!) In an earlier post we discussed the wording of Roedelheim in the Areshes Sifaseinu prayer wherein during malchios it says “מבין ומאזין…לקול תרועותינו”, whereas after zichronos and shofaros it has it as “Lekol Tekiaseinu”.
I later found a meideval Spanish Kabalist (Joseph ben Abraham Gikatilla) (brought in the popular mussar sefer “Sifsei Chaim”) who says that Malchios is a teruah and Zichronos and Shofaros are tekiyos! Seemingly a lone tekiah and a lone teruah!! (See the wording and his kabalistic interpretation inset in original blog post.)
Beside the idea that blowing one lone blast at malchios zichronos and shofaros is foreign to us, it is also halachically problematic as every Teruah must be “sandwiched” between tekios. So while the piece by Rabbi Gikatilla satisfies the nusach in Roedelheim, it presents a different reality shofar-wise.
This year I have been listening to the terrific podcasts of Rabbi Dr. Dovid Katz on Jewish History and studies. He presented a possible timeline to how our current style of blowing shofar evolved, invoking the opinions that there are only seven brachos in mussaf of r”H vs. Nine and the opinion that the silent shemoeh esrei has seven and the loud one has nine etc.
Along the way he suggested a new context for a well-known Talmudic hypothetical ruing:
“if a person heard (the) nine shofar blasts from nine different people, he has fulfilled his obligation.”
Now, why would a person hear his requisite shofar blasts from nine different people?
(Of course, this is rule #1 in Talmud, we do not care about the likelihood of this happening, it is only a hypothetical to bring out a larger point. Anyhow, let’s go there.)
Said Rabbi Katz suggests that at some point in history the basic biblical required nine blasts were spread neatly among the nine blessings of the Amidah. It doesn’t matter if the nine blasts were blown in immediate succession, or by the same person, they can be spread out – and perhaps that is what was done, and this ruling would be evidence of that.
Now, although this idea was only suggested out on a limb, it would satisfy the ginas egoz, and subsequently the roedelheim nusach.
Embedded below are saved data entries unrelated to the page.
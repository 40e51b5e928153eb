//! HTTP listener abstraction.
//!
//! Each configured endpoint binds its own accept loop and picks one of
//! two connection backends, HTTP/1.1 or HTTP/2. The backend is a single
//! polymorphism point: one enum matched once per accepted connection.
//! The rest of the stack (routers, middleware) is backend-agnostic.

use std::time::Duration;

use axum::extract::{Request, State};
use axum::http::header::{HeaderValue, SERVER};
use axum::middleware::Next;
use axum::response::{IntoResponse, Response};
use axum::Router;
use hyper_util::rt::{TokioExecutor, TokioIo};
use hyper_util::service::TowerToHyperService;
use tokio::net::TcpListener;
use tokio_util::sync::CancellationToken;

use crate::api::{ApiInfo, ServerIdentity};
use crate::error::ErrorCode;
use crate::problem::Problem;

/// Which HTTP implementation serves an endpoint.
#[derive(Debug, Clone, Copy, PartialEq, Eq)]
pub enum HttpBackend {
    Http1,
    Http2,
}

/// Accept loop for one plaintext endpoint.
///
/// Runs until the cancellation token fires; each accepted connection is
/// served on its own task by the backend chosen for this endpoint.
pub async fn serve(
    listener: TcpListener,
    router: Router,
    backend: HttpBackend,
    cancel: CancellationToken,
) -> std::io::Result<()> {
    loop {
        let (stream, peer) = tokio::select! {
            _ = cancel.cancelled() => break,
            accepted = listener.accept() => match accepted {
                Ok(pair) => pair,
                Err(e) => {
                    tracing::warn!(error = %e, "accept failed");
                    continue;
                }
            },
        };

        let io = TokioIo::new(stream);
        let service = TowerToHyperService::new(router.clone());
        match backend {
            HttpBackend::Http1 => {
                tokio::spawn(async move {
                    let conn = hyper::server::conn::http1::Builder::new()
                        .serve_connection(io, service);
                    if let Err(e) = conn.await {
                        tracing::debug!(peer = %peer, error = %e, "http/1.1 connection ended");
                    }
                });
            }
            HttpBackend::Http2 => {
                tokio::spawn(async move {
                    let conn = hyper::server::conn::http2::Builder::new(TokioExecutor::new())
                        .serve_connection(io, service);
                    if let Err(e) = conn.await {
                        tracing::debug!(peer = %peer, error = %e, "http/2 connection ended");
                    }
                });
            }
        }
    }
    Ok(())
}

// ── Per-request watchdog ────────────────────────────────────────────

/// Watchdog configuration shared by a listener's routes.
#[derive(Debug, Clone)]
pub struct Watchdog {
    pub timeout: Duration,
    pub service: &'static str,
    pub api_version: &'static str,
}

/// Middleware: abandon a request that produced no response before the
/// session watchdog fired. The peer gets a 503-class problem; any later
/// write from the abandoned handler is discarded with its task.
pub async fn request_watchdog(
    State(watchdog): State<Watchdog>,
    req: Request,
    next: Next,
) -> Response {
    match tokio::time::timeout(watchdog.timeout, next.run(req)).await {
        Ok(response) => response,
        Err(_) => {
            tracing::warn!(
                timeout_secs = watchdog.timeout.as_secs(),
                "request watchdog fired before a response was written"
            );
            Problem::new(
                ErrorCode::ServiceUnavailable,
                watchdog.service,
                watchdog.api_version,
            )
            .with_detail("request processing did not complete in time")
            .into_response()
        }
    }
}

// ── Server header ───────────────────────────────────────────────────

/// State for [`server_header`]: the AF identity plus the default API
/// info block for the listener. Handlers serving a different resource
/// family override the default by attaching `Extension(&'static ApiInfo)`
/// to their response.
#[derive(Clone)]
pub struct ServerHeader {
    pub identity: ServerIdentity,
    pub default_api: &'static ApiInfo,
}

pub async fn server_header(
    State(cfg): State<ServerHeader>,
    req: Request,
    next: Next,
) -> Response {
    let mut response = next.run(req).await;
    let api = response
        .extensions()
        .get::<&'static ApiInfo>()
        .copied()
        .unwrap_or(cfg.default_api);
    let banner = cfg.identity.banner(api);
    if let Ok(value) = HeaderValue::from_str(&banner) {
        response.headers_mut().insert(SERVER, value);
    }
    response
}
To make this work we would further need to say that the minhag at the time was to say malchios in the third bracha (Hamelech Hakadosh).
Thus, the shemoneh esrei would unfold as follows:
Avos= tekiah, Gevuros = shevarim, Keduasha=Teruah, Zichronos= tekiah, Shofaros= tekiah, Modim= Shevarim, Hoda’ah= tekiah, shalom= tekiah/ teruah tekiah (to finish it off).
I know this is a “dochek” (improbability) in many ways, but it is my only working possibility for now.
2) In one of the earliest posts to this website I posted a fax communication channeled through my father z’l, wherin the Rav of the IRG in Basel, Switzerland wanted to know if in KAJ they are using the pronunciation “Zochreinu Lachaim” as written in Roedelheim- but in contrast to the advice of the Maharil. See there and the link to an article by R’ Yisroel Strauss of KAJ.
I would like to point out a nuance in Rav Schwab’s response. He answers based upon a very early printing of Roedelheim that contains a approbation (Haskomo) of the Shelah (Rabbi Yishayah Horowitz zt’l- 18th century Rov in Frankfurt). Perhaps this was ncessary because in the history of the printing of the Roedelheim there is a point in which Wolf Heidenheim passes away and the operation is run by Seligman Baer, the author of the Siddur Avodas Yisroel (Baer Siddur). At this point decisions were made that sometimes veered from tradition and towards grammar.
Thus Rav Schwab zt’l would point to the vintage of his edition in answering this question.
Finally, I would like to make a point. On Rav Schwab’s gravestone he had the following pasuk written (Mishlei 28:13):
“מְכַסֶּה פְשָׁעָיו לֹא יַצְלִיחַ וּמוֹדֶה וְעֹזֵב יְרֻחָם”
We don’t know why he chose this, but it would seemingly be a life’s lesson he wanted to share with all who came to pray there.
I would suggest that he wanted to mention his rebbe’s name on his his kever as a merit: The famed mashgiach of the Mirrer Yeshiva Rabbi Yerucham Levovitz zt’l- whose name is the last word of that pasuk.